Baran'ın kapıdaki korumalara göstereceği bir giriş kartı yoktu. Muhtemelen ona burada hiçbir zaman kart sormamışlardı. Ona gelen giriş kartını ne yaptığını merak etmiştim.

Ceketlerimizi verdikten sonra karanlık koridordan yoğun müzik sesine doğru yürümeye başladık. Merdivenleri indiğimizde bizi yüksek tavanlı, rengarenk ışıkların yanıp söndüğü hareket ettiği, kalabalık, capcanlı bir yer karşıladı. Herkes ayaktaydı bir sürü bistro masa vardı. Bar kısmında barmenlerin ellerinde içki şişeleriyle hızlı hareket edip kadehleri hazırladıklarını görebiliyordum.

Arkamızda Volkan'la DJ kabinin bulunduğu en uçtaki duvarın, sağında bir bistroya geçtik. Arkamızda başka bir masa yoktu, bu da hareket alanımızı genişletiyordu. Bar tam karşımızdaydı. Baran başını Volkan'a eğip bir şeyler söyledikten sonra Volkan yanımızdan uzaklaştı. Bakışlarımı Baran'a diktiğimde ne olduğunu sorduğumu anlamıştı. Başını bana doğru eğip "Mahru'yu sordum." dedi.

Parmak ucumda yükselip kulağına "Başka bir şey söyledin." dedim. Uzaklaşıp yüzüne baktığımda sırıttığını gördüm. "Seni tanıyorum." dediğimde güldü.

Volkan birkaç dakika sonra elinde shot bardaklarıyla dolu bir tepsiyle ve arkasında onun takip eden iki kişiyle geldi. Tepsiyi masaya bıraktı. Yanında gelenler Baran'ın yanına gelip onunla tokalaştıktan sonra birbirlerine doğru eğilip bir şeyler konuştular. Olayla benim kadar ilgisiz Volkan'a döndüm. Tepsiden bir tane kendim bir tane onun için shot aldığımda neşeli bir gülümseme oluştu yüzünde.

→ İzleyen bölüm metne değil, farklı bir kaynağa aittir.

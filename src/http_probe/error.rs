use std::error::Error as StdError;
use std::time::Duration;

use thiserror::Error as ThisError;

/// Boxed error handed back by a [`Transport`](super::transport::Transport).
pub type BoxError = Box<dyn StdError + Send + Sync>;

/// Why a single location could not be probed.
///
/// Every variant is terminal for its location only. The dispatcher never sees
/// these as failures of its own, they travel to the collector inside an
/// [`Outcome`](super::result::Outcome).
#[derive(Debug, ThisError)]
pub enum ProbeError {
    #[error("parse {location:?}: {source}")]
    InvalidUri {
        location: String,
        #[source]
        source: url::ParseError,
    },

    #[error("Get {url:?}: {}", super::report(&**source))]
    Transport {
        url: String,
        #[source]
        source: BoxError,
    },

    #[error("Get {url:?}: no response within {}", humantime::format_duration(*after))]
    Timeout { url: String, after: Duration },

    /// The task probing this location died before reporting.
    #[error("probe of {location:?} aborted: {source}")]
    Aborted {
        location: String,
        #[source]
        source: tokio::task::JoinError,
    },
}

#[cfg(test)]
pub mod test {
    use super::*;

    #[derive(Debug, ThisError)]
    #[error("outer")]
    struct Outer(#[source] Inner);

    #[derive(Debug, ThisError)]
    #[error("connection refused")]
    struct Inner;

    #[test]
    fn test_invalid_uri_message_quotes_input() {
        let source = url::Url::parse("not a url").unwrap_err();
        let err = ProbeError::InvalidUri {
            location: "not a url".to_string(),
            source,
        };
        assert_eq!(
            err.to_string(),
            "parse \"not a url\": relative URL without a base"
        );
    }

    #[test]
    fn test_transport_message_flattens_source_chain() {
        let err = ProbeError::Transport {
            url: "http://127.0.0.1:1/".to_string(),
            source: Box::new(Outer(Inner)),
        };
        assert_eq!(
            err.to_string(),
            "Get \"http://127.0.0.1:1/\": outer: connection refused"
        );
    }

    #[test]
    fn test_timeout_message_uses_human_duration() {
        let err = ProbeError::Timeout {
            url: "http://example.test/".to_string(),
            after: Duration::from_millis(1500),
        };
        assert_eq!(
            err.to_string(),
            "Get \"http://example.test/\": no response within 1s 500ms"
        );
    }
}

Bardaklarımızı birbirine vurup içtikten sonra bardağın kenarına takılmış limonu emdim.

Boş bardağı tepsiye bıraktığım gibi Volkan elime bir kadeh daha sıkıştırdı. "Hadi hadi!" diye bağırdığını duyduğumda gülüp ikinciyi de içtim.

Belimin etrafına dolanan eli hissettiğimde ikinci limonu ısırıyordum. Başımı geriye yatırdığımda, Baran'ın göğsüne doğru yaslanmıştım. Tepsiden kendisi için bir shot alıp içtikten sonra ona doğru dönüp "Hayır birlikte!" dedim. Hem kendime hem ona bir shot alıp uzattım. İçtikten sonra yüzünü buruşturdu. Limonu ısırırken yüzündeki memnuniyetsiz ifade değişmedi. "Sevmiyorsun."

Başını başıma doğru yasladı. "Hiç sevmiyorum ama burada iyi gidiyor işte."

"Gelenler kimdi?"

"Selam vermek isteyen birileri işte." Kaşlarımı kaldırdım. "Ne içmek istersin?"

"Votka enerji." diye mırıldandım kulağına doğru. Başını salladı. Alnımın sağını öptükten sonra yanımdan uzaklaştı. Tepsiden bir tane daha tekila içmek üzere olan Volkan'ı durdurdum. "Niye gergin?" diye sordum yanımızdan uzaklaşan Baran'ı işaret edip.

Omuz silkti. "Genel tavrı onun." dedi. Shotı içtikten sonra bu cevabın bana yetmediğini anlamış olacak ki "Sıkıntı yok Birce." dedi. "Cidden çoğu zaman gergindir."